IMF expects Oman’s budget deficit to drop to 2.4%

The International Monetary Fund predicts that the deficit and financial debt in the Sultanate of Oman will decrease dramatically, after increasing last year, thanks to the country’s implementation of a medium-term plan to reform its financial conditions, affected by the “Covid -19” pandemic and drop in oil prices.

The fund expected, in a statement released today, Sunday, that the deficit would decrease to 2.4 percent of GDP questyear from 19.3 percent in 2020 and that the country would reach a surplus next year.

“Central government debt has risen to 81.2% of GDP and funding needs have been covered by internal and external loans and asset withdrawals, but a sharp decline is expected in the medium term,” the statement said.

Since the collapse of the oil price in 2014, the debt-to-GDP ratio has increased from 15% in 2015 to around 80% last year.

But last year the Sultanate took a number of steps to reform its financial situation, including the introduction of a value added tax.
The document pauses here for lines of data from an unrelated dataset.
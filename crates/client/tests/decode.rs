//! Tests for the incremental stream decoder.

use narwhal_client::{StreamDecoder, StreamDelta};

/// Feed chunks through a fresh decoder and accumulate the result.
fn decode_all(chunks: &[&str]) -> (String, String) {
    let mut decoder = StreamDecoder::new();
    let mut content = String::new();
    let mut reasoning = String::new();
    for chunk in chunks {
        for delta in decoder.push(chunk.as_bytes()) {
            content.push_str(&delta.content);
            reasoning.push_str(&delta.reasoning);
        }
    }
    if let Some(delta) = decoder.finish() {
        content.push_str(&delta.content);
        reasoning.push_str(&delta.reasoning);
    }
    (content, reasoning)
}

#[test]
fn ndjson_message_content() {
    let mut decoder = StreamDecoder::new();
    let deltas = decoder.push(b"{\"message\":{\"content\":\"Hi\"}}\n");
    assert_eq!(
        deltas,
        vec![StreamDelta {
            content: "Hi".into(),
            reasoning: String::new(),
        }]
    );
}

#[test]
fn sse_delta_content() {
    let (content, reasoning) =
        decode_all(&["data: {\"choices\":[{\"delta\":{\"content\":\"Hello\"}}]}\n"]);
    assert_eq!(content, "Hello");
    assert_eq!(reasoning, "");
}

#[test]
fn sse_done_sentinel_ignored() {
    let (content, _) = decode_all(&[
        "data: {\"choices\":[{\"delta\":{\"content\":\"ok\"}}]}\n",
        "data: [DONE]\n",
    ]);
    assert_eq!(content, "ok");
}

#[test]
fn ndjson_done_flag_emits_nothing() {
    let mut decoder = StreamDecoder::new();
    assert!(decoder.push(b"{\"done\":true}\n").is_empty());
}

#[test]
fn legacy_response_field() {
    let (content, reasoning) = decode_all(&["{\"response\":\"legacy\"}\n"]);
    assert_eq!(content, "legacy");
    assert_eq!(reasoning, "");
}

#[test]
fn content_precedence_prefers_delta() {
    let (content, _) = decode_all(&[
        "{\"choices\":[{\"delta\":{\"content\":\"delta\"}}],\"response\":\"legacy\"}\n",
    ]);
    assert_eq!(content, "delta");
}

#[test]
fn out_of_band_reasoning_field() {
    let (content, reasoning) =
        decode_all(&["data: {\"choices\":[{\"delta\":{\"reasoning_content\":\"hmm\"}}]}\n"]);
    assert_eq!(content, "");
    assert_eq!(reasoning, "hmm");
}

#[test]
fn top_level_reasoning_field() {
    let (_, reasoning) = decode_all(&["{\"response\":\"a\",\"reasoning\":\"because\"}\n"]);
    assert_eq!(reasoning, "because");
}

#[test]
fn malformed_line_is_skipped() {
    let (content, _) = decode_all(&[
        "{\"message\":{\"content\":\"a\"}}\n",
        "{not json at all\n",
        "data: {broken\n",
        "{\"message\":{\"content\":\"b\"}}\n",
    ]);
    assert_eq!(content, "ab");
}

#[test]
fn non_json_noise_is_ignored() {
    let (content, _) = decode_all(&[
        "event: message\n",
        ": keepalive\n",
        "\n",
        "{\"message\":{\"content\":\"x\"}}\n",
    ]);
    assert_eq!(content, "x");
}

#[test]
fn partial_line_waits_for_newline() {
    let mut decoder = StreamDecoder::new();
    assert!(decoder.push(b"{\"message\":{\"con").is_empty());
    let deltas = decoder.push(b"tent\":\"Hi\"}}\n");
    assert_eq!(deltas.len(), 1);
    assert_eq!(deltas[0].content, "Hi");
}

#[test]
fn trailing_partial_line_discarded_at_end() {
    let mut decoder = StreamDecoder::new();
    decoder.push(b"{\"message\":{\"content\":\"done\"}}\n{\"message\":{\"content\":\"lost");
    assert!(decoder.finish().is_none());
}

#[test]
fn crlf_lines_are_handled() {
    let (content, _) = decode_all(&["data: {\"message\":{\"content\":\"Hi\"}}\r\n"]);
    assert_eq!(content, "Hi");
}

#[test]
fn think_span_in_one_line() {
    let (content, reasoning) =
        decode_all(&["{\"message\":{\"content\":\"<think>plan</think>answer\"}}\n"]);
    assert_eq!(content, "answer");
    assert_eq!(reasoning, "plan");
}

#[test]
fn think_span_across_sse_lines() {
    let (content, reasoning) = decode_all(&[
        "data: {\"choices\":[{\"delta\":{\"content\":\"<think>\"}}]}\n",
        "data: {\"choices\":[{\"delta\":{\"content\":\"plan</think>answer\"}}]}\n",
    ]);
    assert_eq!(content, "answer");
    assert_eq!(reasoning, "plan");
}

#[test]
fn think_marker_split_mid_tag_round_trips() {
    let whole = decode_all(&["{\"message\":{\"content\":\"<think>plan</think>answer\"}}\n"]);

    // The same span with both markers split across line boundaries.
    let split = decode_all(&[
        "{\"message\":{\"content\":\"<thi\"}}\n",
        "{\"message\":{\"content\":\"nk>plan</th\"}}\n",
        "{\"message\":{\"content\":\"ink>answer\"}}\n",
    ]);
    assert_eq!(split, whole);
    assert_eq!(split.0, "answer");
    assert_eq!(split.1, "plan");
}

#[test]
fn open_think_span_held_out_of_content() {
    let mut decoder = StreamDecoder::new();
    let deltas = decoder.push(b"{\"message\":{\"content\":\"<think>still going\"}}\n");
    let content: String = deltas.iter().map(|d| d.content.as_str()).collect();
    assert_eq!(content, "");

    // The interior surfaces as reasoning-so-far.
    let reasoning: String = deltas.iter().map(|d| d.reasoning.as_str()).collect();
    assert_eq!(reasoning, "still going");
}

#[test]
fn unclosed_think_span_flushes_as_reasoning() {
    let (content, reasoning) = decode_all(&["{\"message\":{\"content\":\"<think>forever\"}}\n"]);
    assert_eq!(content, "");
    assert_eq!(reasoning, "forever");
}

#[test]
fn incomplete_marker_flushes_as_content() {
    let (content, reasoning) = decode_all(&["{\"message\":{\"content\":\"a<thi\"}}\n"]);
    assert_eq!(content, "a<thi");
    assert_eq!(reasoning, "");
}

#[test]
fn multiple_think_spans() {
    let (content, reasoning) = decode_all(&[
        "{\"message\":{\"content\":\"<think>one</think>a<think>two</think>b\"}}\n",
    ]);
    assert_eq!(content, "ab");
    assert_eq!(reasoning, "onetwo");
}

#[test]
fn inline_and_out_of_band_reasoning_both_accumulate() {
    let (content, reasoning) = decode_all(&[
        "{\"choices\":[{\"delta\":{\"content\":\"<think>in</think>ok\",\"reasoning_content\":\"out\"}}]}\n",
    ]);
    assert_eq!(content, "ok");
    assert_eq!(reasoning, "outin");
}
This has contributed to its access to global debt markets and raising billions of dollars, both in loans that in bonds questyear, despite the growing budget deficit.

The development of the sustainable framework takes place in amid a growing awareness among international investors of the environmental and social risks associated with governance and the efforts of the oil-producing Gulf region to attract capital for low-carbon and environmentally sustainable investments.

Oman stated in its economic development plan of questyear, “Vision 2040”, which aims to rank among the top 20 countries in the global environmental performance index by 2040.